**Saved data entries:**
++++++++++++++++++++

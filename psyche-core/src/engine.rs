//! The assembled, read-only decision engine.
//!
//! [`Engine`] compiles a [`PsycheConfig`] into the component models once and
//! is then shared between agents. Every method takes the agent's state
//! explicitly; the engine itself never changes after construction.

use std::collections::BTreeMap;

use chrono::{DateTime, Utc};
use rand::Rng;
use rand::SeedableRng;
use rand::rngs::StdRng;
use serde::{Deserialize, Serialize};
use tracing::{debug, info};

use crate::agent::AgentState;
use crate::archetype::ArchetypeTable;
use crate::config::PsycheConfig;
use crate::context::{ContextEncoder, ContextInput, ContextVector, Familiarity};
use crate::emotion::{AppraisalOutcome, EmotionEngine, appraise};
use crate::error::{PsycheError, Result};
use crate::evolution::EvolutionEngine;
use crate::learning::{Fingerprint, LearningCategory, LearningEngine, PatternStore};
use crate::selection::{ActionSelector, Selection};
use crate::traits::{TraitCatalog, TraitVector};
use crate::translation::AgentProfile;
use crate::types::{AgentId, EmotionalState, Stats};
use crate::utility::{UtilityModel, UtilityScores};

/// Reinforcements after which a situation counts as routine.
const FREQUENT_AFTER: u32 = 3;

/// Odd multiplier spreading creation ordinals across the seed space.
const CREATION_STRIDE: u64 = 0x9E37_79B9_7F4A_7C15;

/// Where a new agent's base trait vector comes from.
#[derive(Debug, Clone, PartialEq, Serialize, Deserialize)]
#[serde(tag = "source", content = "value", rename_all = "snake_case")]
pub enum TraitSource {
    /// A built-in or configured archetype id.
    Archetype(String),
    /// Weighted archetype blend, renormalised.
    Blend(Vec<(String, f64)>),
    /// Descriptor words on a neutral vector, optionally jittered.
    Descriptors {
        /// Words such as `playful` or `loyal`.
        words: Vec<String>,
        /// Uniform jitter amplitude; 0 keeps the vector exact.
        #[serde(default)]
        jitter: f64,
    },
    /// A full vector, clamped to `[0, 1]`.
    Explicit(Vec<f64>),
    /// Every trait at 0.5.
    Neutral,
}

/// Everything the personality stage produced for one turn.
#[derive(Debug, Clone, PartialEq, Serialize, Deserialize)]
pub struct PersonalityOutcome {
    /// Base plus active shifts plus the emotional overlay.
    pub effective_traits: TraitVector,
    /// Encoded situation.
    pub context: ContextVector,
    /// Utilities straight from the model.
    pub raw_scores: UtilityScores,
    /// Utilities after learned-preference bias; selection used these.
    pub scores: UtilityScores,
    /// The chosen style and its probabilities.
    pub selection: Selection,
    /// Dominant effective traits, strongest first.
    pub top_traits: Vec<(String, f64)>,
}

/// Per-turn signals read by the personality stage.
#[derive(Debug, Clone, Copy)]
pub struct TurnSignals<'a> {
    /// Intent label from perception.
    pub intent: &'a str,
    /// Tone label from perception.
    pub tone: &'a str,
    /// Relationship-quality label from memory.
    pub relationship: &'a str,
    /// Familiarity from the memory stage.
    pub familiarity: Familiarity,
    /// This turn's emotion.
    pub emotion: &'a EmotionalState,
}

/// The compiled engine: catalog, archetypes, encoder, utility model,
/// selector, and the emotion, evolution and learning engines.
#[derive(Debug, Clone)]
pub struct Engine {
    config: PsycheConfig,
    catalog: TraitCatalog,
    archetypes: ArchetypeTable,
    encoder: ContextEncoder,
    utility: UtilityModel,
    selector: ActionSelector,
    emotion: EmotionEngine,
    evolution: EvolutionEngine,
    learning: LearningEngine,
}

impl Engine {
    /// Validate `config` and build every component.
    ///
    /// # Errors
    /// Returns `PsycheError::Config` (or `UnknownTrait`/`UnknownActionStyle`)
    /// for any inconsistency between the tables and the dimensions.
    pub fn new(config: PsycheConfig) -> Result<Self> {
        let tables = &config.tables;
        let catalog = TraitCatalog::new(tables.traits.clone())?;
        if catalog.len() != config.personality.trait_dim {
            return Err(PsycheError::Config(format!(
                "personality.trait_dim is {} but the trait catalog has {} entries",
                config.personality.trait_dim,
                catalog.len()
            )));
        }
        let archetypes = ArchetypeTable::new(tables.archetypes.clone(), catalog.len())?;
        let encoder = ContextEncoder::new(&tables.context)?;

        let mut rng = match config.utility.seed {
            Some(seed) => StdRng::seed_from_u64(seed),
            None => StdRng::from_entropy(),
        };
        let utility = UtilityModel::from_sparse(
            &catalog,
            encoder.features(),
            tables.action_styles.clone(),
            &tables.utility_weights,
            config.utility.trait_influence,
            config.utility.weight_noise,
            &mut rng,
        )?;
        let selector = ActionSelector::new(config.utility.selection_policy())?;
        let emotion = EmotionEngine::new(
            &catalog,
            &tables.emotion_directions,
            config.emotion.scaling,
            config.emotion.max_influence,
            config.emotion.threshold,
        )?;
        let evolution =
            EvolutionEngine::new(&catalog, &tables.triggers, config.evolution.params())?;
        let learning = LearningEngine::new(config.learning.params())?;

        for (agent_type, profile) in &tables.agent_profiles {
            profile.default_stats.validate().map_err(|e| {
                PsycheError::Config(format!("agent profile '{agent_type}': {e}"))
            })?;
        }

        info!(
            traits = catalog.len(),
            features = encoder.dim(),
            styles = utility.labels().len(),
            archetypes = archetypes.len(),
            "Decision engine ready"
        );
        Ok(Self {
            config,
            catalog,
            archetypes,
            encoder,
            utility,
            selector,
            emotion,
            evolution,
            learning,
        })
    }

    // -- accessors ----------------------------------------------------------

    /// The configuration this engine was built from.
    #[must_use]
    pub fn config(&self) -> &PsycheConfig {
        &self.config
    }

    /// Trait catalog.
    #[must_use]
    pub fn catalog(&self) -> &TraitCatalog {
        &self.catalog
    }

    /// Archetype table.
    #[must_use]
    pub fn archetypes(&self) -> &ArchetypeTable {
        &self.archetypes
    }

    /// Context encoder.
    #[must_use]
    pub fn encoder(&self) -> &ContextEncoder {
        &self.encoder
    }

    /// Utility model.
    #[must_use]
    pub fn utility(&self) -> &UtilityModel {
        &self.utility
    }

    /// Style selector.
    #[must_use]
    pub fn selector(&self) -> &ActionSelector {
        &self.selector
    }

    /// Emotional overlay engine.
    #[must_use]
    pub fn emotion(&self) -> &EmotionEngine {
        &self.emotion
    }

    /// Evolution engine.
    #[must_use]
    pub fn evolution(&self) -> &EvolutionEngine {
        &self.evolution
    }

    /// Learning engine.
    #[must_use]
    pub fn learning(&self) -> &LearningEngine {
        &self.learning
    }

    /// Profile for an agent type.
    #[must_use]
    pub fn profile(&self, agent_type: &str) -> Option<&AgentProfile> {
        self.config.tables.agent_profiles.get(agent_type)
    }

    /// Trait dimension N.
    #[must_use]
    pub fn trait_dim(&self) -> usize {
        self.catalog.len()
    }

    /// A per-agent RNG: the configured seed mixed with the agent id, or
    /// entropy when no seed is configured.
    #[must_use]
    pub fn agent_rng(&self, id: &AgentId) -> StdRng {
        match self.config.utility.seed {
            Some(seed) => StdRng::seed_from_u64(seed ^ id.seed_bits()),
            None => StdRng::from_entropy(),
        }
    }

    /// RNG for creating the `ordinal`-th agent of a run: the configured seed
    /// mixed with the ordinal, or entropy when no seed is configured.
    #[must_use]
    pub fn creation_rng(&self, ordinal: u64) -> StdRng {
        match self.config.utility.seed {
            Some(seed) => StdRng::seed_from_u64(seed ^ ordinal.wrapping_mul(CREATION_STRIDE)),
            None => StdRng::from_entropy(),
        }
    }

    // -- agents -------------------------------------------------------------

    /// Resolve a trait source into a base vector.
    ///
    /// # Errors
    /// Archetype and blend errors from [`ArchetypeTable`], and
    /// `DimensionMismatch` for an explicit vector of the wrong length.
    pub fn resolve_traits<R: Rng + ?Sized>(
        &self,
        source: &TraitSource,
        rng: &mut R,
    ) -> Result<TraitVector> {
        match source {
            TraitSource::Archetype(id) => Ok(self.archetypes.require(id)?.vector.clone()),
            TraitSource::Blend(weights) => {
                let weights: Vec<(&str, f64)> =
                    weights.iter().map(|(id, w)| (id.as_str(), *w)).collect();
                self.archetypes.blend(&weights)
            }
            TraitSource::Descriptors { words, jitter } => {
                let base = TraitVector::from_descriptors(&self.catalog, words);
                if *jitter > 0.0 {
                    Ok(base.randomized(*jitter, rng))
                } else {
                    Ok(base)
                }
            }
            TraitSource::Explicit(values) => {
                let v = TraitVector::new(values.clone());
                v.check_dim(self.trait_dim())?;
                Ok(v)
            }
            TraitSource::Neutral => Ok(TraitVector::neutral(self.trait_dim())),
        }
    }

    /// A fresh agent of `agent_type`, seeded with the profile's default stats
    /// and the configured evolution and learning toggles.
    ///
    /// # Errors
    /// `Validation` for a blank name or an agent type without a profile, plus
    /// anything [`resolve_traits`](Self::resolve_traits) reports.
    pub fn new_agent<R: Rng + ?Sized>(
        &self,
        name: &str,
        agent_type: &str,
        source: &TraitSource,
        rng: &mut R,
        now: DateTime<Utc>,
    ) -> Result<AgentState> {
        if name.trim().is_empty() {
            return Err(PsycheError::Validation("agent name must not be empty".into()));
        }
        let profile = self
            .profile(agent_type)
            .ok_or_else(|| PsycheError::Validation(format!("unknown agent type '{agent_type}'")))?;
        let traits = self.resolve_traits(source, rng)?;
        let archetype = match source {
            TraitSource::Archetype(id) => Some(id.clone()),
            _ => None,
        };

        let mut agent = AgentState::new(
            name,
            agent_type,
            archetype,
            traits,
            profile.default_stats.clone(),
            now,
        );
        agent.evolution.enabled = self.config.evolution.enabled;
        agent.learning = PatternStore::new(self.config.learning.enabled);
        debug!(agent = %agent.id, agent_type, "Created agent");
        Ok(agent)
    }

    // -- turn stages --------------------------------------------------------

    /// Emotion stage: appraise perceived tone/intent against the previous
    /// emotion.
    #[must_use]
    pub fn appraise(
        &self,
        tone: &str,
        intent: &str,
        previous: &EmotionalState,
    ) -> AppraisalOutcome {
        appraise(
            &self.config.tables.appraisal,
            tone,
            intent,
            previous,
            self.config.emotion.carryover,
        )
    }

    /// Memory stage: how familiar this `(intent, tone)` pair is, judged by the
    /// learned user-preference pattern for it.
    #[must_use]
    pub fn familiarity(&self, store: &PatternStore, intent: &str, tone: &str) -> Familiarity {
        let fingerprint = situation_fingerprint(intent, tone);
        match self.learning.find(store, LearningCategory::UserPreference, &fingerprint) {
            None => Familiarity::Novel,
            Some(p) if p.reinforcement_count < FREQUENT_AFTER => Familiarity::Similar,
            Some(_) => Familiarity::Frequent,
        }
    }

    /// Personality stage: effective traits, context encoding, utilities,
    /// learned bias and selection. Reads `agent`, never writes it.
    ///
    /// # Errors
    /// Returns `PsycheError::DimensionMismatch` if the agent's vectors do not
    /// match the engine.
    pub fn personality_stage<R: Rng + ?Sized>(
        &self,
        agent: &AgentState,
        signals: &TurnSignals<'_>,
        now: DateTime<Utc>,
        rng: &mut R,
    ) -> Result<PersonalityOutcome> {
        let base = self.evolution.effective_base(&agent.base_traits, &agent.evolution, now)?;
        let effective_traits = self.emotion.apply(&base, signals.emotion)?;

        let context = self.encoder.encode(&ContextInput {
            intent: signals.intent,
            tone: signals.tone,
            emotion: signals.emotion,
            relationship: signals.relationship,
            familiarity: signals.familiarity,
            stats: &agent.stats,
        });

        let raw_scores = self.utility.compute_utilities(&effective_traits, &context)?;
        let biases = self.learning.style_biases(&agent.learning, self.utility.labels());
        let scores = raw_scores.with_bias(&biases)?;
        let selection = self.selector.select(&scores, rng)?;
        let top_traits =
            effective_traits.dominant(&self.catalog, self.config.personality.top_traits);

        debug!(
            agent = %agent.id,
            style = %selection.style,
            familiarity = %signals.familiarity,
            "Personality stage selected style"
        );
        Ok(PersonalityOutcome {
            effective_traits,
            context,
            raw_scores,
            scores,
            selection,
            top_traits,
        })
    }

    /// Current effective base vector (shifts applied, no emotion).
    ///
    /// # Errors
    /// Returns `PsycheError::DimensionMismatch` on a malformed agent.
    pub fn effective_traits(&self, agent: &AgentState, now: DateTime<Utc>) -> Result<TraitVector> {
        self.evolution.effective_base(&agent.base_traits, &agent.evolution, now)
    }

    /// Apply stat deltas from an external activity, clamped to
    /// `STAT_MIN..=STAT_MAX`.
    pub fn apply_stat_deltas(&self, stats: &mut Stats, deltas: &Stats) {
        stats.apply_deltas(deltas, STAT_MIN, STAT_MAX);
    }

    /// Named values of the current effective traits.
    ///
    /// # Errors
    /// Returns `PsycheError::DimensionMismatch` on a malformed agent.
    pub fn named_traits(
        &self,
        agent: &AgentState,
        now: DateTime<Utc>,
    ) -> Result<BTreeMap<String, f64>> {
        let effective = self.effective_traits(agent, now)?;
        Ok(self
            .catalog
            .defs()
            .iter()
            .zip(effective.as_slice())
            .map(|(d, v)| (d.name.clone(), *v))
            .collect())
    }
}

/// Lower stat bound; stats live on a 0..=100 scale.
pub const STAT_MIN: f64 = 0.0;
/// Upper stat bound.
pub const STAT_MAX: f64 = 100.0;

/// Fingerprint identifying an `(intent, tone)` situation.
#[must_use]
pub fn situation_fingerprint(intent: &str, tone: &str) -> Fingerprint {
    Fingerprint::from_pairs([("intent", intent.to_lowercase()), ("tone", tone.to_lowercase())])
}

++++++++++++++++++++

**Work to be completed:** Copy out each line of the records above that includes "AppraisalOutcome".

**Task answer:**
use crate::emotion::{AppraisalOutcome, EmotionEngine, appraise};
    ) -> AppraisalOutcome {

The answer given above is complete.